The context of Jacob's vow may serve as a clue. Jacob vows after having seen the ladder reaching the heavens and angels of God climbing up and down. Rashi comments that the angels climbing up were those who had accompanied him in the Land of Israel, and the angels climbing down were those who would accompany him outside the Land.

His vision made Jacob aware of a metaphysical reality associated with the Land of Israel. He became scared and said: "How awesome is this place! This is none other than the abode of God and this is the gate of Heavens (Bereshit 28:17)!" He understood a frightening secret. The goodness of the Land of Israel does not come for free. Great spiritual forces would try to keep him from returning and to prevent him from serving HaShem in the Land. He understood that he needed a supernatural weapon and resolved to establish a house of God at the sacred place that he had discovered.

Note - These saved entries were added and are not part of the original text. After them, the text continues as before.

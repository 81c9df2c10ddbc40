//! Request types for CoinEx REST endpoints

use coinex_types::{Market, MarketType, OrderSide, OrderStatus, OrderType};
use rust_decimal::Decimal;
use typed_builder::TypedBuilder;

use crate::params::RequestParams;

// ============================================================================
// Trading Types
// ============================================================================

/// Order placement request
///
/// A price makes it a limit order, otherwise a market order. A trigger price
/// turns it into a stop order. Amounts and prices are sent as decimal strings
/// and are not range-checked locally: the exchange rejects non-positive values.
///
/// # Example
///
/// ```
/// use coinex_rest::{Market, OrderRequest, OrderSide};
/// use rust_decimal::Decimal;
///
/// let order = OrderRequest::builder()
///     .side(OrderSide::Buy)
///     .market(Market::new("BTC", "USDT").unwrap())
///     .amount(Decimal::new(1, 3))
///     .price(Decimal::from(50_000))
///     .build();
/// assert_eq!(order.endpoint(), "order");
/// ```
#[derive(Debug, Clone, PartialEq, TypedBuilder)]
pub struct OrderRequest {
    pub side: OrderSide,
    pub market: Market,
    pub amount: Decimal,
    #[builder(default)]
    pub market_type: MarketType,
    #[builder(default, setter(strip_option))]
    pub price: Option<Decimal>,
    #[builder(default, setter(strip_option, into))]
    pub client_id: Option<String>,
    #[builder(default)]
    pub is_hide: bool,
    #[builder(default, setter(strip_option))]
    pub trigger_price: Option<Decimal>,
    #[builder(default, setter(strip_option, into))]
    pub stp_mode: Option<String>,
}

impl OrderRequest {
    /// Limit when a price is given, market otherwise
    pub fn order_type(&self) -> OrderType {
        if self.price.is_some() {
            OrderType::Limit
        } else {
            OrderType::Market
        }
    }

    /// Endpoint name under the market prefix
    pub fn endpoint(&self) -> &'static str {
        if self.trigger_price.is_some() {
            "stop-order"
        } else {
            "order"
        }
    }

    /// Body parameters for the request
    pub fn to_params(&self) -> RequestParams {
        let params = RequestParams::new()
            .with_market(Some(&self.market))
            .with("market_type", self.market_type.wire_name())
            .with("side", self.side.as_str())
            .with("type", self.order_type().as_str())
            .with("amount", self.amount.to_string())
            .with_opt("price", self.price.map(|p| p.to_string()))
            .with_opt("client_id", self.client_id.clone())
            .with_opt("trigger_price", self.trigger_price.map(|p| p.to_string()))
            .with_opt("stp_mode", self.stp_mode.clone());

        if self.is_hide {
            params.with("is_hide", true)
        } else {
            params
        }
    }
}

/// Order history query
#[derive(Debug, Clone, PartialEq, TypedBuilder)]
pub struct OrdersQuery {
    /// `None` queries all markets
    #[builder(default, setter(strip_option))]
    pub market: Option<Market>,
    #[builder(default)]
    pub market_type: MarketType,
    #[builder(default, setter(strip_option))]
    pub side: Option<OrderSide>,
    #[builder(default)]
    pub status: OrderStatus,
    /// Query stop orders instead of regular orders
    #[builder(default)]
    pub is_stop: bool,
    #[builder(default = 1)]
    pub page: i64,
    #[builder(default = 100)]
    pub limit: i64,
}

impl OrdersQuery {
    /// Endpoint name, e.g. "pending-order" or "finished-stop-order"
    pub fn endpoint(&self) -> String {
        let stop = if self.is_stop { "stop-" } else { "" };
        format!("{}-{}order", self.status.as_str(), stop)
    }

    /// Query parameters for the request
    pub fn to_params(&self) -> RequestParams {
        RequestParams::new()
            .with_market(self.market.as_ref())
            .with("market_type", self.market_type.wire_name())
            .with_opt("side", self.side.map(|s| s.as_str()))
            .with("page", self.page)
            .with("limit", self.limit)
    }
}

impl Default for OrdersQuery {
    fn default() -> Self {
        Self::builder().build()
    }
}

// ============================================================================
// Futures History Types
// ============================================================================

/// Time-ranged, paginated history query for futures endpoints
///
/// Values are passed through verbatim; the exchange decides what an
/// out-of-range page, limit, or inverted time range means.
#[derive(Debug, Clone, Copy, PartialEq, Eq, TypedBuilder)]
pub struct HistoryQuery {
    /// Start timestamp in milliseconds
    #[builder(default, setter(strip_option))]
    pub start_time: Option<i64>,
    /// End timestamp in milliseconds
    #[builder(default, setter(strip_option))]
    pub end_time: Option<i64>,
    #[builder(default = 1)]
    pub page: i64,
    #[builder(default = 10)]
    pub limit: i64,
}

impl HistoryQuery {
    /// Query parameters for the request
    pub fn to_params(&self) -> RequestParams {
        RequestParams::new()
            .with("page", self.page)
            .with("limit", self.limit)
            .with_opt("start_time", self.start_time)
            .with_opt("end_time", self.end_time)
    }
}

impl Default for HistoryQuery {
    fn default() -> Self {
        Self::builder().build()
    }
}
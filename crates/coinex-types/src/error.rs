//! Validation errors for caller-supplied parameters

use thiserror::Error;

/// A parameter supplied by the caller is outside its allowed set
///
/// These are programmer errors. They are raised before any request is built,
/// so no network call ever happens for a value that fails here.
#[derive(Error, Debug, Clone, PartialEq, Eq)]
pub enum ValidationError {
    /// Unknown market type string
    #[error("invalid market type: {0} (supported: spot, margin, futures)")]
    InvalidMarketType(String),

    /// Unknown order side string
    #[error("invalid order side: {0} (supported: buy, sell)")]
    InvalidOrderSide(String),

    /// Unknown order status string
    #[error("invalid order status: {0} (supported: pending, finished)")]
    InvalidOrderStatus(String),

    /// Unknown order type string
    #[error("invalid order type: {0} (supported: limit, market)")]
    InvalidOrderType(String),

    /// Unsupported k-line period
    #[error("unsupported kline period: {period} (supported: {supported})")]
    InvalidKlinePeriod {
        period: String,
        supported: &'static str,
    },

    /// Only one half of a base/quote pair was given
    #[error("base currency is {base:?} and quote currency is {quote:?}, a market needs both")]
    IncompleteMarket {
        base: Option<String>,
        quote: Option<String>,
    },

    /// A required field was empty
    #[error("{0} must not be empty")]
    EmptyField(&'static str),

    /// An argument had the wrong shape
    #[error("invalid value for {field}: {reason}")]
    InvalidArgument { field: String, reason: String },
}

impl ValidationError {
    /// Build an [`ValidationError::InvalidArgument`]
    pub fn invalid_argument(field: impl Into<String>, reason: impl Into<String>) -> Self {
        Self::InvalidArgument {
            field: field.into(),
            reason: reason.into(),
        }
    }
}
//! Private account endpoints
//!
//! These endpoints require authentication.

use coinex_auth::Credentials;
use coinex_types::{MarketType, ResponseEnvelope};
use reqwest::Method;
use tracing::{debug, instrument};

use crate::client::CoinExRestClient;
use crate::error::RestResult;
use crate::params::RequestParams;

/// Private account endpoints
pub struct AccountEndpoints<'a> {
    client: &'a CoinExRestClient,
    credentials: &'a Credentials,
}

impl<'a> AccountEndpoints<'a> {
    pub fn new(client: &'a CoinExRestClient, credentials: &'a Credentials) -> Self {
        Self {
            client,
            credentials,
        }
    }

    /// Get account balances
    ///
    /// Margin balances are served from the spot asset path.
    #[instrument(skip(self))]
    pub async fn get_balances(&self, market_type: MarketType) -> RestResult<ResponseEnvelope> {
        debug!("Fetching balances");
        let path = format!("/v2/assets/{}/balance", market_type.path_segment());
        self.client
            .execute(Method::GET, &path, &RequestParams::new(), Some(self.credentials))
            .await
    }
}
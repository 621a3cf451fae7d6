//! Merge backend trait.

use crate::error::Result;
use crate::merge::types::{MergeRequest, MergedImage};
use async_trait::async_trait;

/// Trait for services that can merge two images from a text instruction.
///
/// The HTTP endpoint holds a `dyn MergeBackend` rather than constructing a
/// concrete client itself, so tests can substitute a fake and the API key
/// check happens exactly once, at construction.
#[async_trait]
pub trait MergeBackend: Send + Sync {
    /// Merges the two images in the request into a single new image.
    ///
    /// One upstream round trip per call; no retries.
    async fn merge(&self, request: &MergeRequest) -> Result<MergedImage>;

    /// Identifier of the model this backend dispatches to.
    fn model(&self) -> &str;

    /// Checks if the backend is reachable and authenticated.
    async fn health_check(&self) -> Result<()>;
}
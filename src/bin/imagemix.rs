//! CLI for imagemix - merge two images via the Gemini image model.

use clap::{Args, Parser, Subcommand};
use imagemix::shell::{AppShell, ImageSlot, ShellPhase};
use imagemix::{EncodedImage, GeminiMerger, MergeClient, MergedImage, DOWNLOAD_FILE_PREFIX};
use std::net::SocketAddr;
use std::path::PathBuf;
use std::sync::Arc;

#[derive(Parser)]
#[command(name = "imagemix")]
#[command(about = "Merge two images with a natural-language instruction (Gemini)")]
#[command(version)]
struct Cli {
    #[command(subcommand)]
    command: Commands,

    /// Output as JSON
    #[arg(long, global = true)]
    json: bool,
}

#[derive(Subcommand)]
enum Commands {
    /// Run the web app: merge endpoint plus the single-page frontend
    Serve(ServeArgs),

    /// Merge two image files against a running server
    Merge(MergeArgs),
}

#[derive(Args)]
struct ServeArgs {
    /// Address to bind
    #[arg(long, default_value = "127.0.0.1:8080")]
    addr: SocketAddr,
}

#[derive(Args)]
struct MergeArgs {
    /// First input image
    image1: PathBuf,

    /// Second input image
    image2: PathBuf,

    /// How the two images should be combined
    #[arg(short, long)]
    prompt: String,

    /// Base URL of a running imagemix server
    #[arg(long, default_value = "http://127.0.0.1:8080")]
    endpoint: String,

    /// Output file path (defaults to merged-image.<ext>)
    #[arg(short, long)]
    output: Option<PathBuf>,
}

#[tokio::main]
async fn main() -> anyhow::Result<()> {
    tracing_subscriber::fmt()
        .with_env_filter(
            tracing_subscriber::EnvFilter::try_from_default_env()
                .unwrap_or_else(|_| "imagemix=info".into()),
        )
        .init();

    let cli = Cli::parse();

    match cli.command {
        Commands::Serve(args) => {
            run_server(args).await?;
        }
        Commands::Merge(args) => {
            run_merge(args, cli.json).await?;
        }
    }

    Ok(())
}

async fn run_server(args: ServeArgs) -> anyhow::Result<()> {
    // Key resolution happens before binding: a missing GEMINI_API_KEY
    // aborts startup instead of failing on the first request.
    let backend = Arc::new(GeminiMerger::builder().build()?);
    imagemix::server::serve(args.addr, backend).await?;
    Ok(())
}

/// Drives the same state machine as the browser frontend: upload both
/// slots, submit once ready, then save the result where a browser would
/// download it.
async fn run_merge(args: MergeArgs, json_output: bool) -> anyhow::Result<()> {
    let mut shell = AppShell::new();
    shell.set_image(ImageSlot::First, EncodedImage::from_path(&args.image1).await?);
    shell.set_image(ImageSlot::Second, EncodedImage::from_path(&args.image2).await?);
    shell.set_prompt(&args.prompt);

    let request = match shell.begin_generate() {
        Some(request) => request,
        None => anyhow::bail!("Missing required fields"),
    };

    let client = MergeClient::new(&args.endpoint);
    let outcome = client
        .generate_merged_image(&request)
        .await
        .map_err(|e| e.to_string());
    shell.finish(outcome);

    match shell.phase() {
        ShellPhase::Succeeded => {}
        ShellPhase::Failed => {
            anyhow::bail!(
                "merge failed: {}",
                shell.error().unwrap_or("unknown error")
            );
        }
        other => anyhow::bail!("unexpected shell phase after merge: {other:?}"),
    }

    let data_url = shell.result().unwrap_or_default();
    let merged = MergedImage::from_data_url(data_url)?;

    let output = args.output.unwrap_or_else(|| {
        shell
            .download_file_name()
            .unwrap_or_else(|| format!("{DOWNLOAD_FILE_PREFIX}.png"))
            .into()
    });
    merged.save(&output)?;

    if json_output {
        let result = serde_json::json!({
            "success": true,
            "output": output.display().to_string(),
            "size_bytes": merged.size(),
            "format": merged.format.extension(),
        });
        println!("{}", serde_json::to_string_pretty(&result)?);
    } else {
        println!(
            "Merged image: {} ({} bytes)",
            output.display(),
            merged.size()
        );
    }

    Ok(())
}
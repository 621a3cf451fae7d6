//! HTTP client for the merge endpoint.
//!
//! This is the proxied path: the client only ever talks to the imagemix
//! server, which holds the API key. One network call per invocation, no
//! retry, no timeout.

use crate::error::{MergeError, Result};
use crate::merge::types::MergeRequest;
use serde::Deserialize;

/// Success payload from the merge endpoint.
#[derive(Debug, Deserialize)]
#[serde(rename_all = "camelCase")]
struct GenerateResponse {
    image_url: String,
}

/// Error payload from the merge endpoint.
#[derive(Debug, Deserialize)]
struct ErrorResponse {
    error: String,
}

/// Client for a running imagemix server.
pub struct MergeClient {
    client: reqwest::Client,
    base_url: String,
}

impl MergeClient {
    /// Creates a client pointed at the given server base URL
    /// (e.g. `http://127.0.0.1:8080`).
    pub fn new(base_url: impl Into<String>) -> Self {
        let mut base_url = base_url.into();
        while base_url.ends_with('/') {
            base_url.pop();
        }
        Self {
            client: reqwest::Client::new(),
            base_url,
        }
    }

    /// Sends a merge request and returns the generated image as a data URL.
    ///
    /// Invalid requests fail locally and never dispatch a network call.
    /// A non-success response yields the server's `error` field, or a
    /// generic status-based message when the body carries none.
    pub async fn generate_merged_image(&self, request: &MergeRequest) -> Result<String> {
        request.validate()?;

        let url = format!("{}/api/generate", self.base_url);
        let response = self.client.post(&url).json(request).send().await?;

        let status = response.status();
        if !status.is_success() {
            let message = match response.json::<ErrorResponse>().await {
                Ok(body) => body.error,
                Err(_) => format!("Request failed with status {}", status.as_u16()),
            };
            return Err(MergeError::Api {
                status: status.as_u16(),
                message,
            });
        }

        let body: GenerateResponse = response.json().await?;
        Ok(body.image_url)
    }
}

Jacob's experience is a prophecy for our times. We will again find The Place and erect Beit HaMikdash, as Jacob vowed. The vow "HaShem will be as God" may be taken has a reference to the Sanhedrin. The phrase can be expounded as "Torah will be as Law." The troubles that we encounter as we are returning to the Land have a deep spiritual background. We will overcome them by accepting Torah as the law of the Land, to become a light to the nations.